- Music
- 16 Nov 07
Avert your gazes, sensitive readers. Jon McClure of Reverend And The Makers offers his thoughts on Johnny Borrell, Thom Yorke and “the most racist television ad of all time”.
I’ve met some enthusiastic talkers in my time – Amy Winehouse, Liam Gallagher, Mani, Peter Hook etc. – but nobody who could out ear-bend Jon McClure.
“I’m a mouthy cunt, aren’t I?” the Reverend And The Makers mainman agrees as we settle down for a natter in his native Sheffield, where, fact fans, he shares a rock ‘n’ roll abode with t’Monkeys’ Alex Turner.
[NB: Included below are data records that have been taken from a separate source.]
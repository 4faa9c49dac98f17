/*
SPDX-FileCopyrightText: Copyright 2026 LG Electronics Inc.
SPDX-License-Identifier: MIT
*/

//! Liu & Layland utilisation-bound test.
//!
//! EDF accepts an implicit-deadline synchronous set exactly when
//! `U = Σ C_i / T_i ≤ 1`.  RM (and DM, which coincides with RM once
//! `D = T`) accepts it when `U` stays under `n (2^(1/n) − 1)`.  Past that
//! bound but at or under `1.0` the answer is [`Verdict::Indeterminate`]:
//! the bound is sufficient only.
//!
//! Both checks require identical offsets and `D = T`; otherwise the result
//! is [`Verdict::NotApplicable`].

use std::cmp::Ordering;

use tracing::info;

use super::{FeasibilityError, Precondition, Step, TestKind, TestResult, Utilization, Verdict};
use crate::scheduler::PriorityRule;
use crate::task::Task;

/// RM utilisation ceiling for `n` tasks, `n (2^(1/n) − 1)`.
///
/// Falls from `1.0` at one task towards `ln 2`; an empty set gets `0.0`.
pub fn liu_layland_bound(n: usize) -> f64 {
    if n == 0 {
        return 0.0;
    }
    let nf = n as f64;
    nf * (2.0_f64.powf(1.0 / nf) - 1.0)
}

/// Run the utilisation-bound test for `rule`.
///
/// # Errors
/// [`FeasibilityError::NoTasks`] for an empty set;
/// [`FeasibilityError::Hyperperiod`] if the period LCM overflows.
pub fn liu_layland_test(
    tasks: &[Task],
    rule: PriorityRule,
) -> Result<TestResult, FeasibilityError> {
    if tasks.is_empty() {
        return Err(FeasibilityError::NoTasks);
    }

    let preconditions = match TestResult::gate(
        TestKind::LiuLayland,
        rule,
        tasks,
        &[
            Precondition::IdenticalOffsets,
            Precondition::DeadlineEqualsPeriod,
        ],
    ) {
        Ok(checks) => checks,
        Err(inapplicable) => return Ok(inapplicable),
    };

    let u = Utilization::of(tasks)?;
    let mut steps = vec![u.step(tasks)];

    let verdict = match rule {
        PriorityRule::EarliestDeadlineFirst => {
            let holds = u.cmp_one() != Ordering::Greater;
            steps.push(Step::BoundCheck {
                utilization: u.value(),
                bound: 1.0,
                holds,
            });
            if holds {
                Verdict::Pass
            } else {
                Verdict::Fail
            }
        }
        PriorityRule::RateMonotonic | PriorityRule::DeadlineMonotonic => {
            let bound = liu_layland_bound(tasks.len());
            let holds = u.value() <= bound;
            steps.push(Step::UtilizationBound {
                tasks: tasks.len(),
                bound,
            });
            steps.push(Step::BoundCheck {
                utilization: u.value(),
                bound,
                holds,
            });
            if holds {
                Verdict::Pass
            } else {
                Verdict::Indeterminate
            }
        }
    };

    info!(
        %rule,
        utilization = u.value(),
        %verdict,
        "Liu & Layland test"
    );

    Ok(TestResult {
        test: TestKind::LiuLayland,
        rule,
        preconditions,
        verdict,
        steps,
    })
}

// ── Tests ─────────────────────────────────────────────────────────────────────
As for that spot of self-analysis, yeah, “mouthy cunt” is bang on.
“At least when I open me gob something worthwhile comes out,” McClure resumes. “Johnny Borrell bangs on about being one of the best lyricists of his generation, but the stuff he writes is fucking Jack & Jill nursery rhymes – ‘What a drag it is/The shape I’m in/Well I go out somewhere/Then I come home again.’ I’d have got a belt off the teacher if I’d come up with that in nursery school.”
McClure also has some harsh words for Thom Yorke and his fellow son of Sheffield, Joe Elliott.
“Thom Yorke makes being in a band sound like a year-long tour of duty in Afghanistan,” he spits venomously. “It’s not terrible, it’s an absolute pleasure. The reason he hates doing interviews is that there’s no cash payment at the end of them. The reason I’m in this game is to get my opinions across.
“As for Joe Elliott, I’m sure he’s very happy living in his Dublin millionaire’s mansion, but how about showing a bit of love for his home city? There’s an old bloke who’s about to be evicted from the building where we rehearse and Def Leppard cut their first demo ‘cause they want to turn it into posh flats. How about sorting him out with a few quid, Joe?”
Over to you, Mr. Elliott. While sadly unable to accompany Radiohead on their upcoming Afghan tour, McClure is hoping to spend time this month in a Central African war zone.
“I’m meant to be going to the Democratic Republic of Congo with Damon Albarn, Arcade Fire and Martha Wainwright to do a music project, but it’s looking a bit dodgy ‘cause the violence between the Hutus and Tutsis has flared up again, and there’s been another Ebola outbreak.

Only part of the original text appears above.